> About this task: Print, exactly as they appear in the listing below, the lines from the line with "bumping its version" to the line with "pub fn record(&self, user: UserId, item: ItemId)", with both end lines kept.

===== Extracted material =====

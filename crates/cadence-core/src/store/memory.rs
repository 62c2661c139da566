//! In-memory store
//!
//! Reference implementation of every repository trait. All state sits
//! behind one mutex, which makes each trait call atomic and gives
//! `commit_rating` its all-or-nothing behavior.

use std::collections::{HashMap, HashSet};
use std::sync::{Mutex, MutexGuard, PoisonError};

use async_trait::async_trait;
use rand::seq::SliceRandom;

use super::{
    DifficultyRepository, ItemRepository, PoolFilter, PoolRepository, RankQuery, RatingCommit,
    RatingStore, SessionRepository, StoreError, StoreResult,
};
use crate::criteria::{rank, Candidate};
use crate::pool::{PoolEntry, PoolPromotion, PoolSnapshot};
use crate::random::rng_from_seed;
use crate::session::SessionState;
use crate::sm2::{DifficultyModel, DifficultyRecord};
use crate::types::{DeckId, Item, ItemId, LanguagePair, SessionId, UserId};

type Key = (UserId, ItemId);

/// One-shot failures for exercising error paths
#[derive(Debug, Clone, Copy, PartialEq, Eq, Hash)]
pub enum FailPoint {
    /// Pool half of `commit_rating`, after the difficulty half was written
    RatingPoolWrite,
    /// `commit_rating` reports a version conflict
    RatingConflict,
    /// `PoolRepository::save`
    PoolSave,
    /// `SessionRepository::save`
    SessionSave,
}

#[derive(Default)]
struct Inner {
    items: HashMap<ItemId, Item>,
    difficulty: HashMap<Key, DifficultyRecord>,
    pool: HashMap<Key, PoolEntry>,
    sessions: HashMap<SessionId, SessionState>,
    failures: HashSet<FailPoint>,
}

impl Inner {
    fn take_failure(&mut self, point: FailPoint) -> bool {
        self.failures.remove(&point)
    }

    fn candidates(
        &self,
        user: UserId,
        deck: Option<DeckId>,
        languages: &LanguagePair,
        exclude: &HashSet<ItemId>,
    ) -> Vec<&Item> {
        let mut items: Vec<&Item> = self
            .items
            .values()
            .filter(|i| i.owner == user)
            .filter(|i| i.languages == *languages)
            .filter(|i| deck.is_none_or(|d| i.deck == d))
            .filter(|i| !exclude.contains(&i.id))
            .collect();
        // map order is arbitrary; seeded draws need a stable input order
        items.sort_by_key(|i| i.id);
        items
    }

    fn user_pool(&self, user: UserId) -> Vec<&PoolEntry> {
        let mut entries: Vec<&PoolEntry> = self.pool.values().filter(|e| e.user == user).collect();
        entries.sort_by(|a, b| {
            a.last_touched
                .cmp(&b.last_touched)
                .then(a.item.cmp(&b.item))
        });
        entries
    }
}

/// Store holding everything in process memory
#[derive(Default)]
pub struct MemoryStore {
    inner: Mutex<Inner>,
}

impl MemoryStore {
    pub fn new() -> Self {
        Self::default()
    }

    fn lock(&self) -> StoreResult<MutexGuard<'_, Inner>> {
        self.inner
            .lock()
            .map_err(|_| StoreError::LockPoisoned("memory store".into()))
    }

    fn lock_or_recover(&self) -> MutexGuard<'_, Inner> {
        self.inner.lock().unwrap_or_else(PoisonError::into_inner)
    }

    // ========================================================================
    // SEEDING AND INSPECTION
    // ========================================================================

    pub fn insert_item(&self, item: Item) {
        self.lock_or_recover().items.insert(item.id, item);
    }

    /// Delete an item and cascade to its records and pool entries
    pub fn delete_item(&self, item: ItemId) {
        let mut inner = self.lock_or_recover();
        inner.items.remove(&item);
        inner.difficulty.retain(|(_, i), _| *i != item);
        inner.pool.retain(|(_, i), _| *i != item);
    }

    /// Delete an item but leave its pool entries dangling
    pub fn remove_item_only(&self, item: ItemId) {
        self.lock_or_recover().items.remove(&item);
    }

    /// Delete everything a user owns
    pub fn delete_user(&self, user: UserId) {
        let mut inner = self.lock_or_recover();
        inner.items.retain(|_, i| i.owner != user);
        inner.difficulty.retain(|(u, _), _| *u != user);
        inner.pool.retain(|(u, _), _| *u != user);
        inner.sessions.retain(|_, s| s.owner != user);
    }

    /// Store a pool entry without any capacity check
    pub fn insert_pool_entry(&self, entry: PoolEntry) {
        self.lock_or_recover()
            .pool
            .insert((entry.user, entry.item), entry);
    }

    /// Store a difficulty record as-is, bumping its version
    pub fn put_record(&self, mut record: DifficultyRecord) {
        record.version += 1;
        self.lock_or_recover()
            .difficulty
            .insert((record.user, record.item), record);
    }

    pub fn record(&self, user: UserId, item: ItemId) -> Option<DifficultyRecord> {
        self.lock_or_recover().difficulty.get(&(user, item)).cloned()
    }

    /// Pool entries of `user`, least recently touched first
    pub fn pool_entries(&self, user: UserId) -> Vec<PoolEntry> {
        self.lock_or_recover()
            .user_pool(user)
            .into_iter()
            .cloned()
            .collect()
    }

    pub fn session(&self, id: SessionId) -> Option<SessionState> {
        self.lock_or_recover().sessions.get(&id).cloned()
    }

    pub fn sessions_of(&self, user: UserId) -> Vec<SessionState> {
        self.lock_or_recover()
            .sessions
            .values()
            .filter(|s| s.owner == user)
            .cloned()
            .collect()
    }

    /// Make the next call through `point` fail
    pub fn fail_next(&self, point: FailPoint) {
        self.lock_or_recover().failures.insert(point);
    }
}

#[async_trait]
impl ItemRepository for MemoryStore {
    async fn fetch_many(&self, user: UserId, ids: &[ItemId]) -> StoreResult<Vec<Item>> {
        let inner = self.lock()?;
        Ok(ids
            .iter()
            .filter_map(|id| inner.items.get(id))
            .filter(|item| item.owner == user)
            .cloned()
            .collect())
    }

    async fn fetch_random(
        &self,
        user: UserId,
        deck: Option<DeckId>,
        languages: &LanguagePair,
        exclude: &HashSet<ItemId>,
        limit: usize,
        seed: u64,
    ) -> StoreResult<Vec<Item>> {
        let inner = self.lock()?;
        let mut items = inner.candidates(user, deck, languages, exclude);
        items.shuffle(&mut rng_from_seed(seed));
        Ok(items.into_iter().take(limit).cloned().collect())
    }

    async fn ranked_fetch(&self, query: &RankQuery) -> StoreResult<Vec<Item>> {
        let inner = self.lock()?;
        let candidates: Vec<Candidate> = inner
            .candidates(query.user, query.deck, &query.languages, &query.exclude)
            .into_iter()
            .filter(|item| {
                let pooled = inner.pool.contains_key(&(query.user, item.id));
                match query.pool_filter {
                    PoolFilter::Any => true,
                    PoolFilter::InPool => pooled,
                    PoolFilter::NotInPool => !pooled,
                }
            })
            .map(|item| {
                let key = (query.user, item.id);
                Candidate::new(
                    item.clone(),
                    inner.difficulty.get(&key).cloned(),
                    inner.pool.get(&key).cloned(),
                )
            })
            .collect();

        let mut rng = rng_from_seed(query.seed);
        Ok(rank(candidates, &query.criteria, query.now, &mut rng)
            .into_iter()
            .take(query.limit)
            .map(|c| c.item)
            .collect())
    }
}

#[async_trait]
impl DifficultyRepository for MemoryStore {
    async fn find_many(&self, user: UserId, items: &[ItemId]) -> StoreResult<Vec<DifficultyRecord>> {
        let inner = self.lock()?;
        Ok(items
            .iter()
            .filter_map(|item| inner.difficulty.get(&(user, *item)))
            .cloned()
            .collect())
    }

    async fn save_many(&self, records: &[DifficultyRecord]) -> StoreResult<()> {
        let mut inner = self.lock()?;
        for record in records {
            let stored = inner
                .difficulty
                .get(&(record.user, record.item))
                .map_or(0, |r| r.version);
            if stored != record.version {
                return Err(conflict("difficulty", record.user, record.item));
            }
        }
        for record in records {
            let mut next = record.clone();
            next.version += 1;
            inner.difficulty.insert((record.user, record.item), next);
        }
        Ok(())
    }

    async fn reset_session_repetitions(&self, user: UserId) -> StoreResult<()> {
        let mut inner = self.lock()?;
        for record in inner.difficulty.values_mut().filter(|r| r.user == user) {
            *record = DifficultyModel::reset_session(record);
        }
        Ok(())
    }
}

#[async_trait]
impl PoolRepository for MemoryStore {
    async fn load(&self, user: UserId, limit: usize) -> StoreResult<PoolSnapshot> {
        let inner = self.lock()?;
        let entries = inner.user_pool(user);
        Ok(PoolSnapshot {
            total: entries.len(),
            entries: entries.into_iter().take(limit).cloned().collect(),
        })
    }

    async fn purge_oldest(&self, user: UserId, count: usize) -> StoreResult<()> {
        let mut inner = self.lock()?;
        let oldest: Vec<ItemId> = inner
            .user_pool(user)
            .into_iter()
            .take(count)
            .map(|e| e.item)
            .collect();
        for item in oldest {
            inner.pool.remove(&(user, item));
        }
        Ok(())
    }

    async fn save(&self, user: UserId, adds: &[PoolEntry], removes: &[ItemId]) -> StoreResult<()> {
        let mut inner = self.lock()?;
        if inner.take_failure(FailPoint::PoolSave) {
            return Err(StoreError::Backend("pool save failed".into()));
        }
        for item in removes {
            inner.pool.remove(&(user, *item));
        }
        for entry in adds {
            inner.pool.insert((user, entry.item), entry.clone());
        }
        Ok(())
    }

    async fn bulk_level_increment(
        &self,
        user: UserId,
        items: &[ItemId],
        promotion: &PoolPromotion,
    ) -> StoreResult<()> {
        let mut inner = self.lock()?;
        for item in items {
            if let Some(entry) = inner.pool.get_mut(&(user, *item)) {
                entry.promote(promotion);
            }
        }
        Ok(())
    }

    async fn reset_if_exceeds(&self, user: UserId, ceiling: u32) -> StoreResult<bool> {
        let mut inner = self.lock()?;
        let exceeded = inner
            .pool
            .values()
            .any(|e| e.user == user && e.level > ceiling);
        if exceeded {
            for entry in inner.pool.values_mut().filter(|e| e.user == user) {
                entry.level = 0;
            }
        }
        Ok(exceeded)
    }

    async fn delete_all(&self, user: UserId) -> StoreResult<()> {
        self.lock()?.pool.retain(|(u, _), _| *u != user);
        Ok(())
    }
}

#[async_trait]
impl SessionRepository for MemoryStore {
    async fn create(&self, session: &SessionState) -> StoreResult<()> {
        let mut inner = self.lock()?;
        let mut stored = session.clone();
        stored.version = 1;
        inner.sessions.insert(session.id, stored);
        Ok(())
    }

    async fn find(&self, id: SessionId) -> StoreResult<Option<SessionState>> {
        Ok(self.lock()?.sessions.get(&id).cloned())
    }

    async fn save(&self, session: &SessionState) -> StoreResult<()> {
        let mut inner = self.lock()?;
        if inner.take_failure(FailPoint::SessionSave) {
            return Err(StoreError::Backend("session save failed".into()));
        }
        let stored = inner
            .sessions
            .get(&session.id)
            .ok_or_else(|| StoreError::NotFound(format!("session {}", session.id)))?;
        if stored.version != session.version {
            return Err(StoreError::Conflict {
                entity: "session",
                key: session.id.to_string(),
            });
        }
        let mut next = session.clone();
        next.version += 1;
        inner.sessions.insert(session.id, next);
        Ok(())
    }

    async fn mark_all_finished(&self, user: UserId) -> StoreResult<()> {
        let mut inner = self.lock()?;
        for session in inner
            .sessions
            .values_mut()
            .filter(|s| s.owner == user && !s.finished)
        {
            session.finished = true;
            session.version += 1;
        }
        Ok(())
    }
}

#[async_trait]
impl RatingStore for MemoryStore {
    async fn commit_rating(&self, commit: &RatingCommit) -> StoreResult<()> {
        let mut inner = self.lock()?;
        let record = &commit.record;
        let key = (record.user, record.item);

        if inner.take_failure(FailPoint::RatingConflict) {
            return Err(conflict("difficulty", record.user, record.item));
        }
        let stored_version = inner.difficulty.get(&key).map_or(0, |r| r.version);
        if stored_version != record.version {
            return Err(conflict("difficulty", record.user, record.item));
        }

        let mut next = record.clone();
        next.version += 1;
        let previous = inner.difficulty.insert(key, next);

        if inner.take_failure(FailPoint::RatingPoolWrite) {
            // roll the difficulty half back
            match previous {
                Some(previous) => inner.difficulty.insert(key, previous),
                None => inner.difficulty.remove(&key),
            };
            return Err(StoreError::Backend("pool promotion failed".into()));
        }

        if let Some(entry) = inner.pool.get_mut(&key) {
            entry.promote(&commit.promotion);
        }
        Ok(())
    }
}

fn conflict(entity: &'static str, user: UserId, item: ItemId) -> StoreError {
    StoreError::Conflict {
        entity,
        key: format!("{}/{}", user, item),
    }
}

=====

> Expected answer:
    /// Store a difficulty record as-is, bumping its version
    pub fn put_record(&self, mut record: DifficultyRecord) {
        record.version += 1;
        self.lock_or_recover()
            .difficulty
            .insert((record.user, record.item), record);
    }

    pub fn record(&self, user: UserId, item: ItemId) -> Option<DifficultyRecord> {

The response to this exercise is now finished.